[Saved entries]
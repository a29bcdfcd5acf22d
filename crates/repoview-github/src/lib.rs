pub mod fetch;
pub mod model;
pub mod preview;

# Activity
Set down each entry exactly as it appears above.

# Reply to the exercise
repository a29bcdfcd5acf22d
filename crates/repoview-github/src/lib.rs
pub mod fetch;
pub mod model;
pub mod preview;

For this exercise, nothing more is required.